Publicité
11 mai 2025 11:52
Il y a deux ans, elle a perdu sa mère, qui a été terrassée par la maladie. Confiée à son père depuis, cette adolescente de 16 ans aurait vécu un véritable martyr sous le toit de cet homme avec qui elle n’avait jamais noué de liens. Dans une plainte consignée le mardi 6 mai, elle déclare avoir été torturée, séquestrée et violée à plusieurs reprises par son géniteur, qui est activement recherché. Des examens médicaux ont révélé qu’elle est enceinte de deux mois. Elle se confie.

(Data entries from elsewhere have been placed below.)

// SPDX-License-Identifier: CEPL-1.0
use std::io;

use tilelint_api::{Call, Dispatch};
use tilelint_config::Config;

use crate::engine::Engine;
use crate::sink::open_sink;

/// Observes each call, then hands it on to the next link untouched.
pub struct Layer<D> {
    engine: Engine,
    next: D,
}

impl<D: Dispatch> Layer<D> {
    pub fn new(engine: Engine, next: D) -> Self {
        Layer { engine, next }
    }

    /// Builds the engine with the sink named by `loggingFilename`.
    pub fn from_config(config: Config, next: D) -> io::Result<Self> {
        let sink = open_sink(&config)?;
        Ok(Layer::new(Engine::new(config, sink), next))
    }

    pub fn engine(&self) -> &Engine {
        &self.engine
    }

    pub fn next(&self) -> &D {
        &self.next
    }

    pub fn call(&self, call: Call<'_>) {
        self.engine.observe(&call);
        self.next.dispatch(&call);
    }
}
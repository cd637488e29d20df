// SPDX-License-Identifier: CEPL-1.0
use std::path::PathBuf;

#[derive(Debug, thiserror::Error)]
pub enum ConfigError {
    #[error("unknown option `{0}`")]
    UnknownOption(String),

    #[error("option `{0}` has no value")]
    MissingValue(String),

    #[error("option `{name}`: cannot parse `{value}` as {expected}")]
    InvalidValue {
        name: String,
        value: String,
        expected: &'static str,
    },

    #[error("cannot access {}: {source}", .path.display())]
    Io {
        path: PathBuf,
        #[source]
        source: std::io::Error,
    },

    #[error(transparent)]
    TomlDecode(#[from] toml::de::Error),

    #[error(transparent)]
    TomlEncode(#[from] toml::ser::Error),
}
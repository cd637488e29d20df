// SPDX-License-Identifier: CEPL-1.0
#![allow(dead_code)]
use std::cell::Cell;
use std::sync::Arc;

use ash::vk::{self, Handle};
use tilelint_engine::formats::has_depth;
use tilelint_engine::{Call, Config, Engine, ImageDesc, MemorySink, MessageCode, SubpassLayout};

pub const WIDTH: u32 = 128;
pub const HEIGHT: u32 = 128;

/// A fresh engine plus handle allocation and the usual object setup.
pub struct Harness {
    pub engine: Engine,
    pub sink: Arc<MemorySink>,
    next: Cell<u64>,
}

impl Harness {
    pub fn new() -> Self {
        Self::with_config(Config::default())
    }

    pub fn with_config(config: Config) -> Self {
        let sink = Arc::new(MemorySink::default());
        Harness {
            engine: Engine::new(config, Box::new(Arc::clone(&sink))),
            sink,
            next: Cell::new(0x1000),
        }
    }

    pub fn handle<H: Handle>(&self) -> H {
        let raw = self.next.get();
        self.next.set(raw + 1);
        H::from_raw(raw)
    }

    pub fn observe(&self, call: Call<'_>) {
        self.engine.observe(&call);
    }

    pub fn count(&self, code: MessageCode) -> u32 {
        self.engine.count(code)
    }

    pub fn image(&self, desc: ImageDesc) -> (vk::Image, vk::ImageView) {
        let (image, view) = (self.handle(), self.handle());
        self.observe(Call::CreateImage { image, desc });
        self.observe(Call::CreateImageView { view, image });
        (image, view)
    }

    pub fn color_target(&self) -> (vk::Image, vk::ImageView) {
        self.image(
            ImageDesc::new(
                vk::Format::R8G8B8A8_UNORM,
                vk::ImageUsageFlags::COLOR_ATTACHMENT
                    | vk::ImageUsageFlags::SAMPLED
                    | vk::ImageUsageFlags::TRANSFER_SRC,
            )
            .extent(WIDTH, HEIGHT),
        )
    }

    /// Single-subpass render pass; depth formats become the depth/stencil attachment.
    pub fn render_pass(&self, attachments: &[vk::AttachmentDescription]) -> vk::RenderPass {
        let render_pass = self.handle();
        let color: Vec<vk::AttachmentReference> = attachments
            .iter()
            .enumerate()
            .filter(|(_, a)| !has_depth(a.format))
            .map(|(i, _)| vk::AttachmentReference {
                attachment: i as u32,
                layout: vk::ImageLayout::COLOR_ATTACHMENT_OPTIMAL,
            })
            .collect();
        let depth_stencil = attachments
            .iter()
            .position(|a| has_depth(a.format))
            .map(|i| vk::AttachmentReference {
                attachment: i as u32,
                layout: vk::ImageLayout::DEPTH_STENCIL_ATTACHMENT_OPTIMAL,
            });
        self.observe(Call::CreateRenderPass {
            render_pass,
            attachments,
            subpasses: &[SubpassLayout {
                color: &color,
                depth_stencil,
            }],
        });
        render_pass
    }

    pub fn framebuffer(
        &self,
        render_pass: vk::RenderPass,
        views: &[vk::ImageView],
    ) -> vk::Framebuffer {
        let framebuffer = self.handle();
        self.observe(Call::CreateFramebuffer {
            framebuffer,
            render_pass,
            attachments: views,
            extent: vk::Extent2D {
                width: WIDTH,
                height: HEIGHT,
            },
        });
        framebuffer
    }

    /// Color target, one-attachment render pass and framebuffer in one go.
    pub fn color_pass(
        &self,
        load_op: vk::AttachmentLoadOp,
        store_op: vk::AttachmentStoreOp,
    ) -> Target {
        let (image, view) = self.color_target();
        self.pass_on(image, view, load_op, store_op)
    }

    /// One-attachment render pass and framebuffer over an existing color image.
    pub fn pass_on(
        &self,
        image: vk::Image,
        view: vk::ImageView,
        load_op: vk::AttachmentLoadOp,
        store_op: vk::AttachmentStoreOp,
    ) -> Target {
        let color = attachment(vk::Format::R8G8B8A8_UNORM, load_op, store_op);
        let render_pass = self.render_pass(&[color]);
        let framebuffer = self.framebuffer(render_pass, &[view]);
        Target {
            image,
            view,
            render_pass,
            framebuffer,
        }
    }

    pub fn begin(&self) -> vk::CommandBuffer {
        let command_buffer = self.handle();
        self.observe(Call::BeginCommandBuffer {
            command_buffer,
            flags: vk::CommandBufferUsageFlags::ONE_TIME_SUBMIT,
        });
        command_buffer
    }

    pub fn begin_pass(&self, command_buffer: vk::CommandBuffer, target: &Target) {
        self.observe(Call::CmdBeginRenderPass {
            command_buffer,
            render_pass: target.render_pass,
            framebuffer: target.framebuffer,
            render_area: full_area(),
        });
    }

    pub fn end_pass(&self, command_buffer: vk::CommandBuffer) {
        self.observe(Call::CmdEndRenderPass { command_buffer });
    }

    pub fn draw(&self, command_buffer: vk::CommandBuffer, vertex_count: u32) {
        self.observe(Call::CmdDraw {
            command_buffer,
            vertex_count,
            instance_count: 1,
        });
    }

    pub fn end_and_submit(&self, command_buffer: vk::CommandBuffer) {
        self.observe(Call::EndCommandBuffer { command_buffer });
        self.observe(Call::QueueSubmit {
            queue: vk::Queue::from_raw(1),
            command_buffers: &[command_buffer],
        });
    }

    /// Records `work` into a fresh command buffer and submits it.
    pub fn submit_work(&self, work: impl FnOnce(vk::CommandBuffer)) {
        let command_buffer = self.begin();
        work(command_buffer);
        self.end_and_submit(command_buffer);
    }

    /// An empty render pass on `target`, in its own submission.
    pub fn submit_pass(&self, target: &Target) {
        self.submit_work(|cb| {
            self.begin_pass(cb, target);
            self.end_pass(cb);
        });
    }
}

#[derive(Clone, Copy, Debug)]
pub struct Target {
    pub image: vk::Image,
    pub view: vk::ImageView,
    pub render_pass: vk::RenderPass,
    pub framebuffer: vk::Framebuffer,
}

pub fn attachment(
    format: vk::Format,
    load_op: vk::AttachmentLoadOp,
    store_op: vk::AttachmentStoreOp,
) -> vk::AttachmentDescription {
    vk::AttachmentDescription {
        format,
        samples: vk::SampleCountFlags::TYPE_1,
        load_op,
        store_op,
        stencil_load_op: vk::AttachmentLoadOp::DONT_CARE,
        stencil_store_op: vk::AttachmentStoreOp::DONT_CARE,
        initial_layout: vk::ImageLayout::UNDEFINED,
        final_layout: vk::ImageLayout::GENERAL,
        ..Default::default()
    }
}

pub fn full_area() -> vk::Rect2D {
    rect(0, 0, WIDTH, HEIGHT)
}

pub fn rect(x: i32, y: i32, width: u32, height: u32) -> vk::Rect2D {
    vk::Rect2D {
        offset: vk::Offset2D { x, y },
        extent: vk::Extent2D { width, height },
    }
}

pub fn clear_rect(rect: vk::Rect2D) -> vk::ClearRect {
    vk::ClearRect {
        rect,
        base_array_layer: 0,
        layer_count: 1,
    }
}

C’est à travers un appel vidéo, de son lit d’hôpital, qu’elle s’adresse à nous pour la première fois. Le sourire aux lèvres, les yeux qui pétillent, Vanessa (prénom d’emprunt), 16 ans, incarne l’innocence et l’insouciance qu’on associe bien souvent à la jeunesse. Derrière sa bonne humeur apparente se cache cependant une succession de traumatismes, de souffrances, des épreuves épouvantables et inimaginables qui semblent avoir entraîné un blocage émotionnel. Depuis décembre 2024, dit-elle, elle aurait été battue, séquestrée et violée à plusieurs reprises par nul autre que son père, un maçon de 48 ans. Le vendredi 2 mai, elle est parvenue à fuir le toit familial dans le sud pour se réfugier chez sa cousine et sa grand-mère maternelle, dans un village côtier de l’ouest. «Je leur ai raconté ce que j’avais subi et je leur ai dit que je n’avais plus mes règles. Mo kouzinn inn aste enn test pou mo fer, lerla monn trouv de bar. Monn kone mo ansint pou mo papa.» Encouragée par ses proches, elle a consigné une déposition au poste de police ce mardi 6 mai. Son père est activement recherché.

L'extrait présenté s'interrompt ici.